The women's 5000 meter finals Friday night summed up my experience: Ethiopia's Almaz Ayana had already won the 10,000 meters in record time, and she moved out to a seemingly insurmountable lead in the 5000. So the announcers got bored and cut away to show us clips from the heartwarming story that happened in one of the qualifying heats, when New Zealand's Nikki Hamblin and America's Abbey D'Agostino, helped and encouraged each other to finish after a collision. Then they showed us close-ups of Hamblin running in the finals (she finished 17th and was never near the front of the pack) and D'Agostino watching from the stands with a torn ACL.

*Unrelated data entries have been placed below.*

//! Cashier attribution for new sales

use std::sync::atomic::{AtomicUsize, Ordering};
use std::sync::Arc;

use sqlx::PgPool;

use shared::{User, UserRole};

use crate::error::{AppError, AppResult};
use crate::services::auth::UserRow;

#[derive(Clone)]
pub struct CashierSelector {
    db: PgPool,
    cursor: Arc<AtomicUsize>,
}

impl CashierSelector {
    pub fn new(db: PgPool, cursor: Arc<AtomicUsize>) -> Self {
        Self { db, cursor }
    }

    /// Resolve the cashier a sale is booked to. An explicit username must be
    /// an active kasir; otherwise active cashiers are taken in turn.
    pub async fn resolve(&self, kasir_username: Option<&str>) -> AppResult<User> {
        match kasir_username.map(str::trim).filter(|u| !u.is_empty()) {
            Some(username) => self.by_username(username).await,
            None => self.next_in_rotation().await,
        }
    }

    async fn by_username(&self, username: &str) -> AppResult<User> {
        let row = sqlx::query_as::<_, UserRow>(
            r#"
            SELECT id, username, nama, password_hash, role, is_active, created_at, updated_at
            FROM users
            WHERE username = $1
            "#,
        )
        .bind(username.to_lowercase())
        .fetch_optional(&self.db)
        .await?
        .ok_or_else(|| AppError::NotFound("Kasir".to_string()))?;

        let user = User::try_from(row)?;
        if user.role != UserRole::Kasir || !user.is_active {
            return Err(AppError::validation(
                "kasir_username",
                "User is not an active cashier",
            ));
        }
        Ok(user)
    }

    async fn next_in_rotation(&self) -> AppResult<User> {
        let rows = sqlx::query_as::<_, UserRow>(
            r#"
            SELECT id, username, nama, password_hash, role, is_active, created_at, updated_at
            FROM users
            WHERE role = 'kasir' AND is_active = TRUE
            ORDER BY username ASC
            "#,
        )
        .fetch_all(&self.db)
        .await?;

        let index = pick(&self.cursor, rows.len())
            .ok_or_else(|| AppError::NotFound("Active kasir".to_string()))?;
        let row = rows
            .into_iter()
            .nth(index)
            .ok_or_else(|| AppError::NotFound("Active kasir".to_string()))?;

        row.try_into()
    }
}

/// Advance the rotation and return the index to use among `len` cashiers
fn pick(cursor: &AtomicUsize, len: usize) -> Option<usize> {
    if len == 0 {
        return None;
    }
    Some(cursor.fetch_add(1, Ordering::Relaxed) % len)
}

#[cfg(test)]
mod tests {
    use super::*;

    #[test]
    fn test_rotation_cycles() {
        let cursor = AtomicUsize::new(0);
        let picks: Vec<_> = (0..5).filter_map(|_| pick(&cursor, 3)).collect();
        assert_eq!(picks, vec![0, 1, 2, 0, 1]);
    }

    #[test]
    fn test_no_cashiers() {
        let cursor = AtomicUsize::new(7);
        assert_eq!(pick(&cursor, 0), None);
        assert_eq!(cursor.load(Ordering::Relaxed), 7);
    }
}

By the time the announcers found their way out of the time passages and back to the race they were supposedly covering, Kenya's Vivian Cheruiyot had erased Ayana's lead and was whizzing past her. We did get to see the finish, with Cheruiyot far ahead on her way to an Olympic record. But imagine how exciting it must have been, when Cheruiyot began to make her move and everyone suddenly realized this race wasn't over yet. I had to imagine it, though, because I didn't see it. Thanks, NBC.


ThinkProgress's Lindsey Gibbs tells the fascinating story of South African runner Caster Semenya, whose right to compete as a woman has been challenged because she has unusually high testosterone levels. This isn't about doping or sex-change surgery or some other artificial method for acquiring an advantage; she was just born that way.

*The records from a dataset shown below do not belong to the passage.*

//! Capital ledger service
//!
//! The ledger is a single row. Every mutation locks it, applies the change
//! through [`ModalUtama`] and writes the whole document back, so `sisa_modal`
//! is recomputed on every save and history entries are only ever appended.

use chrono::{NaiveDate, Utc};
use rust_decimal::Decimal;
use serde::Deserialize;
use sqlx::{types::Json, FromRow, PgPool, Postgres, Transaction};
use uuid::Uuid;

use shared::{
    validate_recipe, BiayaOperasional, ModalUtama, ResepProduk, RiwayatModal,
};

use crate::error::{AppError, AppResult};

#[derive(Clone)]
pub struct ModalService {
    db: PgPool,
}

#[derive(Debug, FromRow)]
struct ModalRow {
    total_modal: Decimal,
    bahan_baku: Json<Vec<ResepProduk>>,
    biaya_operasional: Json<Vec<BiayaOperasional>>,
    sisa_modal: Decimal,
    riwayat: Json<Vec<RiwayatModal>>,
}

impl From<ModalRow> for ModalUtama {
    fn from(row: ModalRow) -> Self {
        ModalUtama {
            total_modal: row.total_modal,
            bahan_baku: row.bahan_baku.0,
            biaya_operasional: row.biaya_operasional.0,
            sisa_modal: row.sisa_modal,
            riwayat: row.riwayat.0,
        }
    }
}

#[derive(Debug, Deserialize)]
pub struct CapitalInput {
    pub jumlah: Decimal,
    pub keterangan: Option<String>,
}

#[derive(Debug, Deserialize)]
pub struct ExpenseInput {
    pub tanggal: Option<NaiveDate>,
    pub keterangan: String,
    pub jumlah: Decimal,
}

const MODAL_COLUMNS: &str = "total_modal, bahan_baku, biaya_operasional, sisa_modal, riwayat";

impl ModalService {
    pub fn new(db: PgPool) -> Self {
        Self { db }
    }

    pub async fn find(&self) -> AppResult<Option<ModalUtama>> {
        let row = sqlx::query_as::<_, ModalRow>(&format!(
            "SELECT {MODAL_COLUMNS} FROM modal_utama WHERE id = TRUE"
        ))
        .fetch_optional(&self.db)
        .await?;

        Ok(row.map(ModalUtama::from))
    }

    /// The ledger, or an empty one before the first mutation
    pub async fn get(&self) -> AppResult<ModalUtama> {
        Ok(self.find().await?.unwrap_or_default())
    }

    pub async fn add_capital(&self, input: CapitalInput) -> AppResult<ModalUtama> {
        let keterangan = input.keterangan.unwrap_or_else(|| "Tambah modal".to_string());
        self.mutate(|ledger| {
            ledger.add_capital(input.jumlah, &keterangan, Utc::now())?;
            Ok(())
        })
        .await
    }

    pub async fn withdraw_capital(&self, input: CapitalInput) -> AppResult<ModalUtama> {
        let keterangan = input.keterangan.unwrap_or_else(|| "Tarik modal".to_string());
        self.mutate(|ledger| {
            ledger.withdraw_capital(input.jumlah, &keterangan, Utc::now())?;
            Ok(())
        })
        .await
    }

    pub async fn record_expense(&self, input: ExpenseInput) -> AppResult<ModalUtama> {
        if input.keterangan.trim().is_empty() {
            return Err(AppError::validation("keterangan", "Description is required"));
        }
        let expense = BiayaOperasional {
            id: Uuid::new_v4(),
            tanggal: input.tanggal.unwrap_or_else(|| chrono::Local::now().date_naive()),
            keterangan: input.keterangan.trim().to_string(),
            jumlah: input.jumlah,
        };
        self.mutate(|ledger| {
            ledger.record_expense(expense, Utc::now())?;
            Ok(())
        })
        .await
    }

    pub async fn upsert_recipe(&self, resep: ResepProduk) -> AppResult<ModalUtama> {
        validate_recipe(&resep).map_err(|e| AppError::validation("bahan", e))?;
        self.mutate(|ledger| Ok(ledger.upsert_recipe(resep)?)).await
    }

    pub async fn delete_recipe(&self, nama_produk: &str) -> AppResult<ModalUtama> {
        self.mutate(|ledger| {
            if ledger.remove_recipe(nama_produk) {
                Ok(())
            } else {
                Err(AppError::NotFound("Resep".to_string()))
            }
        })
        .await
    }

    /// Lock the ledger (creating it empty if absent), apply `f`, save
    async fn mutate<F>(&self, f: F) -> AppResult<ModalUtama>
    where
        F: FnOnce(&mut ModalUtama) -> AppResult<()>,
    {
        let mut tx = self.db.begin().await?;

        sqlx::query("INSERT INTO modal_utama (id) VALUES (TRUE) ON CONFLICT (id) DO NOTHING")
            .execute(&mut *tx)
            .await?;
        let mut ledger = lock_ledger(&mut tx).await?.ok_or(AppError::LedgerMissing)?;

        f(&mut ledger)?;
        ledger.recompute_sisa();

        let row = sqlx::query_as::<_, ModalRow>(&format!(
            r#"
            UPDATE modal_utama SET
                total_modal = $1, bahan_baku = $2, biaya_operasional = $3,
                sisa_modal = $4, riwayat = $5, updated_at = NOW()
            WHERE id = TRUE
            RETURNING {MODAL_COLUMNS}
            "#
        ))
        .bind(ledger.total_modal)
        .bind(Json(&ledger.bahan_baku))
        .bind(Json(&ledger.biaya_operasional))
        .bind(ledger.sisa_modal)
        .bind(Json(&ledger.riwayat))
        .fetch_one(&mut *tx)
        .await?;

        tx.commit().await?;

        let ledger = ModalUtama::from(row);
        tracing::debug!(sisa_modal = %ledger.sisa_modal, "Capital ledger saved");
        Ok(ledger)
    }
}

/// Read the ledger under a row lock held until the transaction ends
pub(crate) async fn lock_ledger(
    tx: &mut Transaction<'_, Postgres>,
) -> AppResult<Option<ModalUtama>> {
    let row = sqlx::query_as::<_, ModalRow>(&format!(
        "SELECT {MODAL_COLUMNS} FROM modal_utama WHERE id = TRUE FOR UPDATE"
    ))
    .fetch_optional(&mut **tx)
    .await?;

    Ok(row.map(ModalUtama::from))
}
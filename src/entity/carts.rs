use sea_orm::entity::prelude::*;

#[derive(Clone, Debug, PartialEq, DeriveEntityModel)]
#[sea_orm(table_name = "carts")]
pub struct Model {
    #[sea_orm(primary_key, auto_increment = false)]
    pub id: Uuid,
    #[sea_orm(unique)]
    pub user_id: Uuid,
    pub created_at: DateTimeWithTimeZone,
    pub updated_at: DateTimeWithTimeZone,
}

#[derive(Copy, Clone, Debug, EnumIter, DeriveRelation)]
pub enum Relation {
    #[sea_orm(has_many = "super::cart_items::Entity")]
    CartItems,
}

impl Related<super::cart_items::Entity> for Entity {
    fn to() -> RelationDef {
        Relation::CartItems.def()
    }
}

impl ActiveModelBehavior for ActiveModel {}
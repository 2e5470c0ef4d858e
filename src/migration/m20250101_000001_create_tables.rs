use sea_orm::Schema;
use sea_orm_migration::prelude::*;

use crate::entity::{
    CartItems, Carts, OrderItems, Orders, Products, Reviews, Users, orders, reviews,
};

#[derive(DeriveMigrationName)]
pub struct Migration;

#[async_trait::async_trait]
impl MigrationTrait for Migration {
    async fn up(&self, manager: &SchemaManager) -> Result<(), DbErr> {
        let schema = Schema::new(manager.get_database_backend());

        // Parents first: cart_items and order_items carry foreign keys.
        manager
            .create_table(schema.create_table_from_entity(Users))
            .await?;
        manager
            .create_table(schema.create_table_from_entity(Products))
            .await?;
        manager
            .create_table(schema.create_table_from_entity(Carts))
            .await?;
        manager
            .create_table(schema.create_table_from_entity(CartItems))
            .await?;
        manager
            .create_table(schema.create_table_from_entity(Orders))
            .await?;
        manager
            .create_table(schema.create_table_from_entity(OrderItems))
            .await?;
        manager
            .create_table(schema.create_table_from_entity(Reviews))
            .await?;

        manager
            .create_index(
                Index::create()
                    .name("idx_orders_user_id")
                    .table(Orders)
                    .col(orders::Column::UserId)
                    .to_owned(),
            )
            .await?;
        manager
            .create_index(
                Index::create()
                    .name("idx_reviews_product_id")
                    .table(Reviews)
                    .col(reviews::Column::ProductId)
                    .to_owned(),
            )
            .await
    }

    async fn down(&self, manager: &SchemaManager) -> Result<(), DbErr> {
        manager
            .drop_table(Table::drop().table(Reviews).to_owned())
            .await?;
        manager
            .drop_table(Table::drop().table(OrderItems).to_owned())
            .await?;
        manager
            .drop_table(Table::drop().table(Orders).to_owned())
            .await?;
        manager
            .drop_table(Table::drop().table(CartItems).to_owned())
            .await?;
        manager
            .drop_table(Table::drop().table(Carts).to_owned())
            .await?;
        manager
            .drop_table(Table::drop().table(Products).to_owned())
            .await?;
        manager
            .drop_table(Table::drop().table(Users).to_owned())
            .await
    }
}
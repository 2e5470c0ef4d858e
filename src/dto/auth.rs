use serde::{Deserialize, Serialize};
use utoipa::ToSchema;

use crate::models::{Address, User};

#[derive(Deserialize, Debug, ToSchema)]
pub struct RegisterRequest {
    pub name: String,
    pub email: String,
    pub password: String,
}

#[derive(Deserialize, Debug, ToSchema)]
pub struct LoginRequest {
    pub email: String,
    pub password: String,
}

#[derive(Debug, Serialize, ToSchema)]
pub struct LoginResponse {
    pub token: String,
}

/// Profile patch. Absent or empty values keep the stored ones.
#[derive(Deserialize, Debug, Default, ToSchema)]
#[serde(rename_all = "camelCase")]
pub struct UpdateProfileRequest {
    pub name: Option<String>,
    pub email: Option<String>,
    pub mobile: Option<String>,
    pub address: Option<Address>,
    pub password: Option<String>,
}

#[derive(Debug, Serialize, ToSchema)]
#[serde(transparent)]
pub struct UserList {
    #[schema(value_type = Vec<User>)]
    pub items: Vec<User>,
}

#[derive(Debug, Deserialize, Serialize, ToSchema)]
#[serde(rename_all = "camelCase")]
pub struct Claims {
    pub sub: String,
    pub is_admin: bool,
    pub exp: usize,
}
use sea_orm::entity::prelude::*;

#[derive(Clone, Debug, PartialEq, DeriveEntityModel)]
#[sea_orm(table_name = "reviews")]
pub struct Model {
    #[sea_orm(primary_key, auto_increment = false)]
    pub id: Uuid,
    pub user_id: Uuid,
    pub product_id: Uuid,
    pub rating: i32,
    pub comment: String,
    pub created_at: DateTimeWithTimeZone,
}

#[derive(Copy, Clone, Debug, EnumIter, DeriveRelation)]
pub enum Relation {}

impl ActiveModelBehavior for ActiveModel {}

Unlike drug tests, gender tests (or testosterone tests, if you will) are not carried out at random. And Semenya happens to be tall, muscular, flat-chested, and black. This is not a coincidence. According to Katrina Karkazis, a senior research scholar at the Center for Biomedical Ethics at Stanford University, in the past, IAAF specifically singled out female athletes who “display masculine traits” for testosterone tests, while the International Olympic Committee (IOC) has encouraged its national charters to “actively investigate” any “perceived deviation” in gender.

In practice, gender testing is far more about policing women’s bodies than protecting women’s sports. Testosterone tests tend to target women who don’t fit into the ideal Western standards of what a woman should look like — delicate and overtly feminine, white and lithe.

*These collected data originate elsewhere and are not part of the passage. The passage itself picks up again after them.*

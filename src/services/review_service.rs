use std::collections::HashMap;

use chrono::Utc;
use sea_orm::{ActiveModelTrait, ColumnTrait, EntityTrait, QueryFilter, QueryOrder, Set};
use uuid::Uuid;

use crate::{
    dto::reviews::{AddReviewRequest, ReviewList, ReviewView, Reviewer},
    entity::{
        products::Entity as Products,
        reviews::{ActiveModel as ReviewActive, Column as ReviewCol, Entity as Reviews},
        users::{Column as UserCol, Entity as Users},
    },
    error::{AppError, AppResult},
    middleware::auth::AuthUser,
    models::Review,
    response::{ApiResponse, Meta},
    state::AppState,
};

pub async fn list_reviews(
    state: &AppState,
    product_id: Uuid,
) -> AppResult<ApiResponse<ReviewList>> {
    let reviews = Reviews::find()
        .filter(ReviewCol::ProductId.eq(product_id))
        .order_by_desc(ReviewCol::CreatedAt)
        .all(&state.orm)
        .await?;

    let user_ids: Vec<Uuid> = reviews.iter().map(|r| r.user_id).collect();
    let reviewers: HashMap<Uuid, Reviewer> = if user_ids.is_empty() {
        HashMap::new()
    } else {
        Users::find()
            .filter(UserCol::Id.is_in(user_ids))
            .all(&state.orm)
            .await?
            .into_iter()
            .map(|u| (u.id, Reviewer { id: u.id, name: u.name }))
            .collect()
    };

    let items: Vec<ReviewView> = reviews
        .into_iter()
        .map(|r| ReviewView {
            id: r.id,
            product_id: r.product_id,
            user: reviewers.get(&r.user_id).cloned(),
            rating: r.rating,
            comment: r.comment,
            created_at: r.created_at.with_timezone(&Utc),
        })
        .collect();

    let meta = Meta::total(items.len());
    Ok(ApiResponse::success("Reviews", ReviewList { items }, Some(meta)))
}

/// One review per (user, product). Uniqueness is checked here, not by the
/// schema.
pub async fn add_review(
    state: &AppState,
    user: &AuthUser,
    product_id: Uuid,
    payload: AddReviewRequest,
) -> AppResult<ApiResponse<Review>> {
    let product = Products::find_by_id(product_id).one(&state.orm).await?;
    if product.is_none() {
        return Err(AppError::not_found("Product"));
    }

    let existing = Reviews::find()
        .filter(ReviewCol::ProductId.eq(product_id))
        .filter(ReviewCol::UserId.eq(user.user_id))
        .one(&state.orm)
        .await?;
    if existing.is_some() {
        return Err(AppError::BadRequest(
            "You have already reviewed this product".into(),
        ));
    }

    if !(1..=5).contains(&payload.rating) {
        return Err(AppError::BadRequest(
            "rating must be between 1 and 5".into(),
        ));
    }

    let review = ReviewActive {
        id: Set(Uuid::new_v4()),
        user_id: Set(user.user_id),
        product_id: Set(product_id),
        rating: Set(payload.rating),
        comment: Set(payload.comment),
        created_at: Set(Utc::now().into()),
    }
    .insert(&state.orm)
    .await?;

    tracing::info!(review_id = %review.id, product_id = %product_id, "review added");

    Ok(ApiResponse::success(
        "Review added successfully",
        review.into(),
        Some(Meta::empty()),
    ))
}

ESPN's Kate Fagen agrees with a tweet she saw:

I know Semenya is a woman because people are trying to control her body.

Semenya is allowed to compete because of a precedent-setting challenge by Indian sprinter Duttee Chand, who said:

I was born a woman, reared up as a woman, I identify as a woman and I believe I should be allowed to compete with other women, many of whom are either taller than me or come from more privileged backgrounds, things that most certainly give them an edge over me.

The idea that sport had a level playing field before women like Chand and Semenya arrived is a myth worth challenging. Gibbs concludes that naturally high testosterone is like a lot of other genetic differences that don't bother us:

Sports are supposed to reward freak-of-nature athletes. ... Every elite athlete has some sort of physical advantage they were born with.

538's Christie Aschwanden writes a more intellectually challenging account of the nebulous relationship between sex and gender, but comes to the same conclusion:

In the end, the real question to ask is: What is the purpose of sport? Is it more important to provide uncomplicated stories that make us feel uplifted, or to celebrate extraordinary human effort and performance? My vote goes to the latter. Participating in sports taught me to feel powerful in my body, and I’m glad that no one put limits on how strong I could be. When Semenya takes to the line on Saturday, I’ll be cheering for her every step of the way.

For me, this comes back to a point I made when the Caitlyn Jenner controversy was at its peak: Everything you thought was a category is actually a continuum. It's simple and in some ways comforting to think in binary terms like male/female, black/white, gay/straight, citizen/foreigner, and so on. But those clean categories are always something we impose on the world, not the way the world is.

Semenya won the gold medal in the 800 meters Saturday night.


As usually happens, women Olympians have had a harder time getting respect from the media than men. Liz Plank compiles the incidents in "The Wide World of Sexism".